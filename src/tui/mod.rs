//! # TUI Playground
//!
//! The ratatui-specific layer. Handles terminal I/O, renders the stack,
//! and translates keyboard events into core `Action` values that a
//! `Navigator` dispatches.
//!
//! This is the only module that knows about ratatui and crossterm.
//!
//! ## Redraw Strategy
//!
//! Nothing animates, so the loop sleeps up to 500ms in `poll` and only
//! redraws after an event. All pending events are drained before the next
//! draw so key repeat doesn't queue up frames.
//!
//! ## Keys → Actions
//!
//! ```text
//! p        push <prefix>-<id>          ⌫   pop
//! ←  →     back / forward              ⏎   jump_to(selected key)
//! i        jump_to_index(selected)     c   reset to the configured stack
//! r  R     replace_at(selected), preserving / moving focus
//! x        replace_at_index(selected)  P   replace_and_prune(selected)
//! u        undo                        q   quit
//! ```

mod component;
pub mod components;
mod event;
mod ui;

use log::{debug, info};
use std::io;
use std::time::Duration;

use crate::core::action::Action;
use crate::core::config::ResolvedConfig;
use crate::core::navigator::Navigator;
use crate::core::route::Route;
use crate::core::state::NavigationState;
use crate::tui::component::EventHandler;
use crate::tui::components::{RouteListEvent, RouteListState};
use crate::tui::event::{TuiEvent, poll_event_immediate, poll_event_timeout};

/// TUI-specific presentation state (not part of core navigation logic)
pub struct TuiState {
    pub route_list: RouteListState,
    /// Prefix for generated route keys.
    pub key_prefix: String,
    /// Stack that `c` resets to.
    pub initial: NavigationState,
}

impl TuiState {
    pub fn new(initial: &NavigationState, key_prefix: String) -> Self {
        Self {
            route_list: RouteListState::new(initial.index(), initial.len()),
            key_prefix,
            initial: initial.clone(),
        }
    }

    /// A fresh route standing in for `old_key`.
    fn replacement_for(&self, old_key: &str) -> Route {
        Route::generate(&self.key_prefix).with_param("replaces", old_key)
    }
}

/// What a key press asks the loop to do.
#[derive(Debug, PartialEq)]
enum Intent {
    Dispatch(Action),
    Undo,
    Quit,
}

/// Restores the terminal on every exit path, including panics.
struct TerminalGuard;

impl Drop for TerminalGuard {
    fn drop(&mut self) {
        ratatui::restore();
    }
}

pub fn run(config: ResolvedConfig) -> io::Result<()> {
    let mut navigator = Navigator::new(config.initial_state.clone(), config.history_limit);
    let mut tui = TuiState::new(&config.initial_state, config.key_prefix);

    let mut terminal = ratatui::init();
    let _terminal_guard = TerminalGuard;
    info!("Terminal initialized");

    let mut needs_redraw = true; // Force first frame

    loop {
        if needs_redraw {
            terminal.draw(|f| ui::draw_ui(f, &navigator, &mut tui))?;
            needs_redraw = false;
        }

        let Some(first_event) = poll_event_timeout(Duration::from_millis(500))? else {
            continue;
        };
        needs_redraw = true;

        // Process first event + drain all pending events before next draw
        let mut pending = Some(first_event);
        while let Some(event) = pending {
            if handle_event(&event, &mut navigator, &mut tui) {
                info!("Quit requested");
                return Ok(());
            }
            pending = poll_event_immediate()?;
        }
    }
}

/// Applies one event. Returns true when the user asked to quit.
fn handle_event(event: &TuiEvent, navigator: &mut Navigator, tui: &mut TuiState) -> bool {
    match intent_for(event, navigator.current(), tui) {
        Some(Intent::Quit) => return true,
        Some(Intent::Undo) => {
            if navigator.undo() {
                tui.route_list.sync_len(navigator.current().len());
                tui.route_list.select(navigator.current().index());
            }
        }
        Some(Intent::Dispatch(action)) => {
            debug!("Dispatching {}", action.name());
            // Failures are recorded on the navigator and shown in the title bar
            if navigator.dispatch(action).is_ok() {
                tui.route_list.sync_len(navigator.current().len());
                tui.route_list.select(navigator.current().index());
            }
        }
        None => {}
    }
    false
}

/// Maps a key to an intent, resolving "selected" against the current stack.
fn intent_for(event: &TuiEvent, state: &NavigationState, tui: &mut TuiState) -> Option<Intent> {
    if let Some(RouteListEvent::Activate(i)) = tui.route_list.handle_event(event) {
        let key = state.routes().get(i)?.key.clone();
        return Some(Intent::Dispatch(Action::JumpTo { key }));
    }

    let selected = tui.route_list.selected;
    let selected_key = state.routes().get(selected).map(|r| r.key.clone());

    let action = match event {
        TuiEvent::Quit => return Some(Intent::Quit),
        TuiEvent::InputChar('u') => return Some(Intent::Undo),
        TuiEvent::Backspace => Action::Pop,
        TuiEvent::CursorLeft => Action::Back,
        TuiEvent::CursorRight => Action::Forward,
        TuiEvent::InputChar('p') => Action::Push {
            route: Route::generate(&tui.key_prefix),
        },
        TuiEvent::InputChar('i') => Action::JumpToIndex { index: selected },
        TuiEvent::InputChar(c @ ('r' | 'R')) => {
            let key = selected_key?;
            Action::ReplaceAt {
                route: tui.replacement_for(&key),
                key,
                preserve_index: *c == 'r',
            }
        }
        TuiEvent::InputChar('x') => Action::ReplaceAtIndex {
            index: selected,
            route: tui.replacement_for(selected_key.as_deref().unwrap_or_default()),
        },
        TuiEvent::InputChar('P') => {
            let key = selected_key?;
            Action::ReplaceAndPrune {
                route: tui.replacement_for(&key),
                key,
            }
        }
        TuiEvent::InputChar('c') => Action::Reset {
            routes: tui.initial.routes().to_vec(),
            index: Some(tui.initial.index()),
        },
        _ => return None,
    };
    Some(Intent::Dispatch(action))
}

#[cfg(test)]
mod tests {
    use super::*;
    use crate::test_support::{keys, state};

    fn setup() -> (Navigator, TuiState) {
        let initial = state(&["home", "inbox", "settings"], 0);
        let tui = TuiState::new(&initial, "screen".into());
        (Navigator::new(initial, 10), tui)
    }

    #[test]
    fn test_push_key_generates_prefixed_route() {
        let (mut nav, mut tui) = setup();
        assert!(!handle_event(&TuiEvent::InputChar('p'), &mut nav, &mut tui));
        assert_eq!(nav.current().len(), 4);
        assert!(nav.current().focused().key.starts_with("screen-"));
        // Selection follows focus
        assert_eq!(tui.route_list.selected, 3);
    }

    #[test]
    fn test_enter_jumps_to_selected() {
        let (mut nav, mut tui) = setup();
        handle_event(&TuiEvent::CursorDown, &mut nav, &mut tui);
        handle_event(&TuiEvent::CursorDown, &mut nav, &mut tui);
        handle_event(&TuiEvent::Submit, &mut nav, &mut tui);
        assert_eq!(nav.current().index(), 2);
        assert_eq!(keys(nav.current()), vec!["home", "inbox", "settings"]);
    }

    #[test]
    fn test_back_at_first_route_reports_error() {
        let (mut nav, mut tui) = setup();
        handle_event(&TuiEvent::CursorLeft, &mut nav, &mut tui);
        assert_eq!(nav.current().index(), 0);
        assert!(nav.last_error.is_some());
    }

    #[test]
    fn test_replace_keeps_or_moves_focus() {
        let (mut nav, mut tui) = setup();
        handle_event(&TuiEvent::CursorDown, &mut nav, &mut tui);

        handle_event(&TuiEvent::InputChar('r'), &mut nav, &mut tui);
        assert_eq!(nav.current().index(), 0);
        let replaced = &nav.current().routes()[1];
        assert_eq!(replaced.params["replaces"], "inbox");

        handle_event(&TuiEvent::CursorDown, &mut nav, &mut tui);
        handle_event(&TuiEvent::InputChar('R'), &mut nav, &mut tui);
        assert_eq!(nav.current().index(), 1);
    }

    #[test]
    fn test_prune_and_reset() {
        let (mut nav, mut tui) = setup();
        handle_event(&TuiEvent::InputChar('P'), &mut nav, &mut tui);
        assert_eq!(nav.current().len(), 1);
        assert_eq!(tui.route_list.len, 1);

        handle_event(&TuiEvent::InputChar('c'), &mut nav, &mut tui);
        assert_eq!(keys(nav.current()), vec!["home", "inbox", "settings"]);
        assert_eq!(nav.current().index(), 0);
    }

    #[test]
    fn test_undo_and_quit() {
        let (mut nav, mut tui) = setup();
        handle_event(&TuiEvent::Backspace, &mut nav, &mut tui);
        assert_eq!(nav.current().len(), 2);
        handle_event(&TuiEvent::InputChar('u'), &mut nav, &mut tui);
        assert_eq!(nav.current().len(), 3);
        assert!(handle_event(&TuiEvent::Quit, &mut nav, &mut tui));
    }

    #[test]
    fn test_unbound_key_is_ignored() {
        let (nav, mut tui) = setup();
        assert_eq!(intent_for(&TuiEvent::InputChar('z'), nav.current(), &mut tui), None);
        assert_eq!(intent_for(&TuiEvent::Resize, nav.current(), &mut tui), None);
    }
}
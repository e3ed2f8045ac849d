use ratatui::Frame;
use ratatui::layout::Rect;

/// A reusable UI component.
///
/// Components follow the React pattern:
/// - They receive data via props (struct fields).
/// - They may hold internal state (via `&mut State` fields).
/// - They render to a `Frame` within a given `Rect`.
///
/// `render` takes `&mut self` so components can update presentation state
/// (selection, scroll offset) during the render pass, like ratatui's
/// `StatefulWidget`.
pub trait Component {
    /// Render the component into the given area.
    fn render(&mut self, frame: &mut Frame, area: Rect);
}

/// A component that handles terminal events.
pub trait EventHandler {
    /// The type of high-level event this component emits.
    type Event;

    /// Handle a low-level `TuiEvent` and optionally return a high-level event.
    fn handle_event(&mut self, event: &super::event::TuiEvent) -> Option<Self::Event>;
}
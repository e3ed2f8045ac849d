//! # Navigator
//!
//! The store that sits on top of `update()`: it owns the current state,
//! dispatches actions, and keeps a bounded history of previous states for
//! undo.
//!
//! ```text
//! Navigator
//! ├── current: NavigationState     // what the UI renders
//! ├── history: VecDeque<State>     // previous states, oldest first
//! ├── history_limit: usize         // max undo depth
//! ├── status_message: String       // last transition, for display
//! └── last_error: Option<NavError> // last refused transition
//! ```
//!
//! Because every transition produces a fresh state, undo is just keeping
//! the old values around.

use std::collections::VecDeque;

use log::{debug, warn};

use crate::core::action::{Action, update};
use crate::core::route::{Keyed, Route};
use crate::core::state::NavigationState;
use crate::core::state_utils::NavError;

pub const DEFAULT_HISTORY_LIMIT: usize = 100;

pub struct Navigator<R = Route> {
    current: NavigationState<R>,
    history: VecDeque<NavigationState<R>>,
    history_limit: usize,
    pub status_message: String,
    pub last_error: Option<NavError>,
}

impl<R: Keyed + Clone> Navigator<R> {
    pub fn new(initial: NavigationState<R>, history_limit: usize) -> Self {
        Self {
            current: initial,
            history: VecDeque::new(),
            history_limit,
            status_message: String::new(),
            last_error: None,
        }
    }

    pub fn current(&self) -> &NavigationState<R> {
        &self.current
    }

    /// Number of states `undo()` can step back through.
    pub fn history_len(&self) -> usize {
        self.history.len()
    }

    /// Applies an action. On failure the current state is left untouched and
    /// the error is kept in `last_error`.
    pub fn dispatch(&mut self, action: Action<R>) -> Result<&NavigationState<R>, NavError> {
        let name = action.name();
        match update(&self.current, action) {
            Ok(next) => {
                debug!(
                    "{}: index {} -> {}, depth {} -> {}, focused '{}'",
                    name,
                    self.current.index(),
                    next.index(),
                    self.current.len(),
                    next.len(),
                    next.focused().key()
                );
                let duplicates = next.duplicate_keys();
                if !duplicates.is_empty() {
                    warn!("{} left duplicate route keys: {:?}", name, duplicates);
                }

                let previous = std::mem::replace(&mut self.current, next);
                self.remember(previous);
                self.status_message = format!("{} → {}", name, self.current.focused().key());
                self.last_error = None;
                Ok(&self.current)
            }
            Err(e) => {
                warn!("{} rejected: {}", name, e);
                self.status_message = format!("{} failed: {}", name, e);
                self.last_error = Some(e.clone());
                Err(e)
            }
        }
    }

    /// Restores the previous state. Returns false when there is nothing to undo.
    pub fn undo(&mut self) -> bool {
        match self.history.pop_back() {
            Some(previous) => {
                debug!(
                    "undo: restoring depth {} at index {}",
                    previous.len(),
                    previous.index()
                );
                self.current = previous;
                self.status_message = format!("undo → {}", self.current.focused().key());
                self.last_error = None;
                true
            }
            None => {
                self.status_message = String::from("nothing to undo");
                false
            }
        }
    }

    fn remember(&mut self, state: NavigationState<R>) {
        if self.history_limit == 0 {
            return;
        }
        if self.history.len() == self.history_limit {
            self.history.pop_front();
        }
        self.history.push_back(state);
    }
}
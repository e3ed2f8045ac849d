//! # HelpBar Component
//!
//! Bottom line listing the key bindings. Narrow terminals get the first
//! few hints that fit rather than a wrapped mess.

use ratatui::Frame;
use ratatui::layout::Rect;
use ratatui::style::{Color, Style};
use ratatui::text::{Line, Span};
use unicode_width::UnicodeWidthStr;

use crate::tui::component::Component;

pub const KEY_HINTS: &[(&str, &str)] = &[
    ("p", "push"),
    ("⌫", "pop"),
    ("←/→", "back/fwd"),
    ("↑/↓", "select"),
    ("⏎", "jump"),
    ("i", "jump idx"),
    ("r/R", "replace"),
    ("x", "replace idx"),
    ("P", "prune"),
    ("c", "reset"),
    ("u", "undo"),
    ("q", "quit"),
];

pub struct HelpBar;

/// Display columns taken by one rendered hint: ` {key} {label} `.
fn hint_width(key: &str, label: &str) -> usize {
    key.width() + label.width() + 3
}

impl Component for HelpBar {
    fn render(&mut self, frame: &mut Frame, area: Rect) {
        let key_style = Style::default().fg(Color::Yellow);
        let text_style = Style::default().fg(Color::DarkGray);

        let mut spans = Vec::new();
        let mut used = 0usize;
        for (key, label) in KEY_HINTS {
            let width = hint_width(key, label);
            if used + width > area.width as usize {
                break;
            }
            spans.push(Span::styled(format!(" {key}"), key_style));
            spans.push(Span::styled(format!(" {label} "), text_style));
            used += width;
        }
        frame.render_widget(Line::from(spans), area);
    }
}

#[cfg(test)]
mod tests {
    use super::*;
    use ratatui::Terminal;
    use ratatui::backend::TestBackend;

    fn render_text(width: u16) -> String {
        let backend = TestBackend::new(width, 1);
        let mut terminal = Terminal::new(backend).unwrap();
        terminal.draw(|f| HelpBar.render(f, f.area())).unwrap();
        terminal
            .backend()
            .buffer()
            .content()
            .iter()
            .map(|c| c.symbol())
            .collect()
    }

    #[test]
    fn test_help_bar_lists_all_keys_when_wide() {
        let text = render_text(200);
        assert!(text.contains("push"));
        assert!(text.contains("undo"));
        assert!(text.contains("quit"));
    }

    #[test]
    fn test_hint_width_counts_display_columns() {
        assert_eq!(hint_width("p", "push"), 8);
        assert_eq!(hint_width("←/→", "back/fwd"), 14);
        // Wide glyphs take two columns each
        assert_eq!(hint_width("全", "x"), 6);
    }

    #[test]
    fn test_help_bar_fills_exact_width() {
        // " p push " + " ⌫ pop " is 8 + 7 columns
        let text = render_text(15);
        assert!(text.contains("push"));
        assert!(text.contains("pop"));
        assert!(!text.contains("back"));
    }

    #[test]
    fn test_help_bar_drops_hints_that_do_not_fit() {
        let text = render_text(20);
        assert!(text.contains("push"));
        assert!(!text.contains("quit"));
    }
}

______________________________

The lines to show are those in the data above that include "const".

pub const DEFAULT_HISTORY_LIMIT: usize = 100;
pub const KEY_HINTS: &[(&str, &str)] = &[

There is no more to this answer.